There is also a hormonal factor in bigorexia, which is directly linked to the well-being hormones (dopamine, norepinephrine and serotonin) secreted during exercise, with a so-called “dopaminergic” reward circuit altered by an addictive terrain. Concretely: the more the person does sport, the more they are pumped with hormones throughout the day, and the more they develop a high tolerance threshold which makes the “lack” faster and more significant.

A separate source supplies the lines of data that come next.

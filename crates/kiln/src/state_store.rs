//! Read/write access to `state.json` and the attempt-transition family.
//!
//! Every mutation goes through [`update`]: read the current state (or the
//! schema default if the file doesn't exist yet), hold `.state.lock` across a
//! caller-supplied transform, then write the result back atomically and
//! append a journal entry. A corrupt `state.json` — unparseable JSON or an
//! unrecognized `schema_version` — is always a fatal [`KilnError::CorruptState`];
//! unlike the original implementation this store never silently falls back
//! to a fresh default on a read error, since doing so would make the
//! at-most-one-active invariant unenforceable against a file someone else
//! half-wrote.

use std::path::Path;
use std::time::Duration;

use chrono::Utc;
use kiln_types::{Attempt, AttemptError, AttemptHeader, Backend, Owner, ResultState, State, SCHEMA_VERSION};
use serde_json::json;
use tracing::{debug, info, instrument};

use crate::error::{KilnError, Result};
use crate::lock;
use crate::paths::{self, state_path, success_path};

const DEFAULT_LOCK_TIMEOUT: Duration = Duration::from_secs(30);
const DEFAULT_LOCK_STALE_AFTER: Duration = Duration::from_secs(300);

fn corrupt(path: &Path, reason: impl Into<String>) -> KilnError {
    KilnError::CorruptState {
        path: path.to_path_buf(),
        reason: reason.into(),
    }
}

/// Read `state.json`, or the schema default if it doesn't exist yet.
///
/// A file that exists but fails to parse, or whose `schema_version` this
/// build doesn't recognize, is a fatal error — never silently reset.
#[instrument(skip_all, fields(dir = %dir.display()))]
pub fn read_state(dir: &Path) -> Result<State> {
    let path = state_path(dir);
    let bytes = match std::fs::read(&path) {
        Ok(bytes) => bytes,
        Err(e) if e.kind() == std::io::ErrorKind::NotFound => return Ok(State::default()),
        Err(e) => return Err(KilnError::Io { path, source: e }),
    };

    let state: State = serde_json::from_slice(&bytes)
        .map_err(|e| corrupt(&path, format!("invalid json: {e}")))?;

    if state.schema_version != SCHEMA_VERSION {
        return Err(corrupt(
            &path,
            format!(
                "unrecognized schema_version {} (expected {SCHEMA_VERSION})",
                state.schema_version
            ),
        ));
    }

    Ok(state)
}

fn write_state(dir: &Path, state: &State) -> Result<()> {
    paths::write_json_atomic(&state_path(dir), state)
}

/// Read-modify-write `state.json` under `.state.lock`. `transform` receives
/// the current state and returns the new one; its return value is also
/// returned to the caller.
#[instrument(skip_all, fields(dir = %dir.display()))]
pub fn update(dir: &Path, transform: impl FnOnce(State) -> State) -> Result<State> {
    let handle = lock::acquire_state_lock(dir, DEFAULT_LOCK_TIMEOUT, DEFAULT_LOCK_STALE_AFTER)?;
    let current = read_state(dir)?;
    let mut next = transform(current);
    next.schema_version = SCHEMA_VERSION;
    next.updated_at = Some(Utc::now());
    write_state(dir, &next)?;
    handle.release();
    Ok(next)
}

/// Append one line to `events.jsonl`. Best-effort: failures are logged, never
/// propagated, since correctness never depends on the journal.
pub fn append_event(dir: &Path, event: serde_json::Value) {
    if let Err(e) = kiln_events::append_event(dir, event) {
        tracing::warn!(error = %e, dir = %dir.display(), "failed to append event");
    }
}

/// Whether `SUCCESS.json` exists for this directory.
pub fn success_marker_exists(dir: &Path) -> bool {
    success_path(dir).exists()
}

/// Write `SUCCESS.json`. Idempotent: safe to call more than once.
#[instrument(skip_all, fields(dir = %dir.display()))]
pub fn write_success_marker(dir: &Path) -> Result<()> {
    paths::write_json_atomic(&success_path(dir), &json!({"created_at": Utc::now()}))
}

/// Unlink `SUCCESS.json` and reset `result` to `absent`, discarding a cached
/// success outright (used by `always_rerun`, never by the reconciler).
#[instrument(skip_all, fields(dir = %dir.display(), reason))]
pub fn invalidate_success(dir: &Path, reason: &str) -> Result<State> {
    let _ = std::fs::remove_file(success_path(dir));
    let state = update(dir, |mut state| {
        state.result = ResultState::Absent;
        state
    })?;
    tracing::warn!(dir = %dir.display(), reason, "invalidated cached success");
    append_event(dir, json!({"type": "success_invalidated", "reason": reason}));
    Ok(state)
}

fn new_attempt_id() -> String {
    let nanos = std::time::SystemTime::now()
        .duration_since(std::time::UNIX_EPOCH)
        .map(|d| d.as_nanos())
        .unwrap_or(0);
    format!("{nanos:x}")
}

fn owner_for_here(command: String) -> Owner {
    Owner {
        pid: std::process::id(),
        host: gethostname::gethostname().to_string_lossy().into_owned(),
        user: std::env::var("USER").unwrap_or_else(|_| "unknown".to_string()),
        command,
    }
}

/// Start a new attempt in `queued` status, bumping the attempt number from
/// whatever the previous attempt (if any) recorded.
#[instrument(skip_all, fields(dir = %dir.display()))]
pub fn start_queued(
    dir: &Path,
    backend: Backend,
    lease_duration: Duration,
    command: String,
) -> Result<State> {
    let state = update(dir, |mut state| {
        let number = state.attempt.as_ref().map(|a| a.header().number + 1).unwrap_or(1);
        if let Some(prev) = &state.attempt {
            if prev.terminal_status().is_some() {
                debug!(prev_status = ?prev.terminal_status(), "starting new attempt after terminal predecessor");
            }
        }
        let now = Utc::now();
        let header = AttemptHeader {
            id: new_attempt_id(),
            number,
            backend,
            started_at: now,
            heartbeat_at: now,
            lease_duration_sec: lease_duration.as_secs_f64(),
            lease_expires_at: now + chrono::Duration::from_std(lease_duration).unwrap_or_default(),
            owner: owner_for_here(command.clone()),
            scheduler: Default::default(),
        };
        state.attempt = Some(Attempt::Queued { header });
        state
    })?;
    append_event(dir, json!({"type": "attempt_queued", "attempt_id": state.attempt.as_ref().map(|a| a.id())}));
    Ok(state)
}

/// Transition the current attempt from `queued` to `running`.
#[instrument(skip_all, fields(dir = %dir.display()))]
pub fn start_running(dir: &Path) -> Result<State> {
    let state = update(dir, |mut state| {
        if let Some(Attempt::Queued { header }) = state.attempt {
            state.attempt = Some(Attempt::Running { header });
        }
        state
    })?;
    append_event(dir, json!({"type": "attempt_running", "attempt_id": state.attempt.as_ref().map(|a| a.id())}));
    Ok(state)
}

/// Refresh `heartbeat_at`/`lease_expires_at` for the attempt matching `attempt_id`.
/// No-ops (returns the unchanged state) if the ids don't match or it isn't running.
pub fn heartbeat(dir: &Path, attempt_id: &str, lease_duration: Duration) -> Result<State> {
    update(dir, |mut state| {
        if let Some(Attempt::Running { header }) = &mut state.attempt {
            if header.id == attempt_id {
                let now = Utc::now();
                header.heartbeat_at = now;
                header.lease_duration_sec = lease_duration.as_secs_f64();
                header.lease_expires_at =
                    now + chrono::Duration::from_std(lease_duration).unwrap_or_default();
            }
        }
        state
    })
}

/// Merge extra scheduler metadata into the current attempt's `scheduler` map.
pub fn set_scheduler_fields(dir: &Path, fields: std::collections::BTreeMap<String, serde_json::Value>) -> Result<State> {
    update(dir, |mut state| {
        if let Some(attempt) = &mut state.attempt {
            header_mut(attempt).scheduler.extend(fields);
        }
        state
    })
}

fn header_mut(attempt: &mut Attempt) -> &mut AttemptHeader {
    match attempt {
        Attempt::Queued { header }
        | Attempt::Running { header }
        | Attempt::Success { header, .. }
        | Attempt::Failed { header, .. }
        | Attempt::Cancelled { header, .. }
        | Attempt::Preempted { header, .. }
        | Attempt::Crashed { header, .. } => header,
    }
}

/// True if `state`'s current attempt matches `attempt_id`. All three
/// `finish_*` transitions below no-op when this doesn't hold, the same way
/// [`heartbeat`] already guards against a stale writer: without this check,
/// a process whose attempt was already reconciled away (e.g. lease-expired
/// and reclaimed by a new attempt) could finish a stale compute and
/// overwrite a newer attempt's in-flight state.
fn attempt_matches(state: &State, attempt_id: &str) -> bool {
    matches!(&state.attempt, Some(attempt) if attempt.id() == attempt_id)
}

/// Finish the current attempt as `success`, writing `result = success`.
/// No-ops (returns the unchanged state) if `attempt_id` doesn't match the
/// current attempt.
#[instrument(skip_all, fields(dir = %dir.display()))]
pub fn finish_success(dir: &Path, attempt_id: &str) -> Result<State> {
    let state = update(dir, |mut state| {
        if !attempt_matches(&state, attempt_id) {
            return state;
        }
        let now = Utc::now();
        if let Some(attempt) = state.attempt.take() {
            let header = header_owned(attempt);
            state.attempt = Some(Attempt::Success { header, ended_at: now });
        }
        state.result = ResultState::Success { created_at: now };
        state
    })?;
    info!(dir = %dir.display(), "attempt finished: success");
    append_event(dir, json!({"type": "attempt_finished", "status": "success"}));
    Ok(state)
}

/// Finish the current attempt as `failed`, with a structured error payload.
/// No-ops (returns the unchanged state) if `attempt_id` doesn't match the
/// current attempt.
#[instrument(skip_all, fields(dir = %dir.display()))]
pub fn finish_failed(dir: &Path, attempt_id: &str, error: AttemptError) -> Result<State> {
    let state = update(dir, |mut state| {
        if !attempt_matches(&state, attempt_id) {
            return state;
        }
        let now = Utc::now();
        if let Some(attempt) = state.attempt.take() {
            let header = header_owned(attempt);
            state.attempt = Some(Attempt::Failed {
                header,
                ended_at: now,
                error: error.clone(),
            });
        }
        state.result = ResultState::Failed;
        state
    })?;
    info!(dir = %dir.display(), error = ?error, "attempt finished: failed");
    append_event(dir, json!({"type": "attempt_finished", "status": "failed", "error": error}));
    Ok(state)
}

/// Finish the current attempt with a non-`failed` terminal status
/// (`cancelled`/`preempted`/`crashed`). `result` becomes `incomplete`,
/// leaving any prior sticky result untouched only if it was already sticky.
/// No-ops (returns the unchanged state) if `attempt_id` doesn't match the
/// current attempt.
#[instrument(skip_all, fields(dir = %dir.display(), ?status))]
pub fn finish_terminal(
    dir: &Path,
    attempt_id: &str,
    status: kiln_types::TerminalStatus,
    reason: String,
    error: Option<AttemptError>,
) -> Result<State> {
    let state = update(dir, |mut state| {
        if !attempt_matches(&state, attempt_id) {
            return state;
        }
        let now = Utc::now();
        if let Some(attempt) = state.attempt.take() {
            let header = header_owned(attempt);
            state.attempt = Some(match status {
                kiln_types::TerminalStatus::Cancelled => Attempt::Cancelled {
                    header,
                    ended_at: now,
                    reason: reason.clone(),
                    error: error.clone(),
                },
                kiln_types::TerminalStatus::Preempted => Attempt::Preempted {
                    header,
                    ended_at: now,
                    reason: reason.clone(),
                    error: error.clone(),
                },
                kiln_types::TerminalStatus::Crashed => Attempt::Crashed {
                    header,
                    ended_at: now,
                    reason: reason.clone(),
                    error: error.clone(),
                },
            });
        }
        if !state.result.is_sticky() {
            state.result = ResultState::Incomplete;
        }
        state
    })?;
    info!(dir = %dir.display(), status = status.as_str(), reason, "attempt finished (terminal)");
    append_event(
        dir,
        json!({"type": "attempt_finished", "status": status.as_str(), "reason": reason}),
    );
    Ok(state)
}

fn header_owned(attempt: Attempt) -> AttemptHeader {
    match attempt {
        Attempt::Queued { header }
        | Attempt::Running { header }
        | Attempt::Success { header, .. }
        | Attempt::Failed { header, .. }
        | Attempt::Cancelled { header, .. }
        | Attempt::Preempted { header, .. }
        | Attempt::Crashed { header, .. } => header,
    }
}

How to diagnose bigorexia?

Bigorexia is a psychological illness that requires diagnosis by a health professional, whether an addictologist or psychiatrist. However, in case of doubt, a questionnaire (EDSR = Exercise Dependence Scale-Revised)2 was developed to allow a self-screening for sports addiction in 21 items, which can be offered for all types of sports and all types of athletes.

Risks and dangers

The dangers of bigorexia are both psychological, linked to social isolation and the loss of interest in anything other than sport, and physical because the body is pushed to the limit. Tendinitis, muscle tear, physical exhaustion, stress fracture or even heart attack in the most extreme cases… are thus possible risks of bigorexia. “The dangers of bigorexia are also eating disorders, and in particular anorexia, which is the psychiatric illness with the highest mortality rate. adds Marie Chaput.

Management of bigorexia

As in most addictive disorders, the treatment of bigorexia is multidisciplinary with addictology doctors, psychologists and possibly dietitians and nutritionists. There are centers specializing in addiction which offer comprehensive support.

Unlike other addictions (drugs, alcohol), the objective of treatment is not complete withdrawal with abstinence, but the readjustment of the practice in order not to put one’s body in danger and to escape from addiction. addiction. The doctors will also encourage the patient to diversify their sporting practice and to discover other activities and interests, in order to renew social ties. “Cognitive behavioral therapy, also called brief therapy, generally gives good results. It can be accompanied by drug treatment, such as anti-depressants which act on the brain circuits of stress and reward, involved in addiction. As with all addictions, treatment is delicate, often with relapses. The involvement of the patient is therefore essential, he must be an actor of his change” insists Marie Chaput.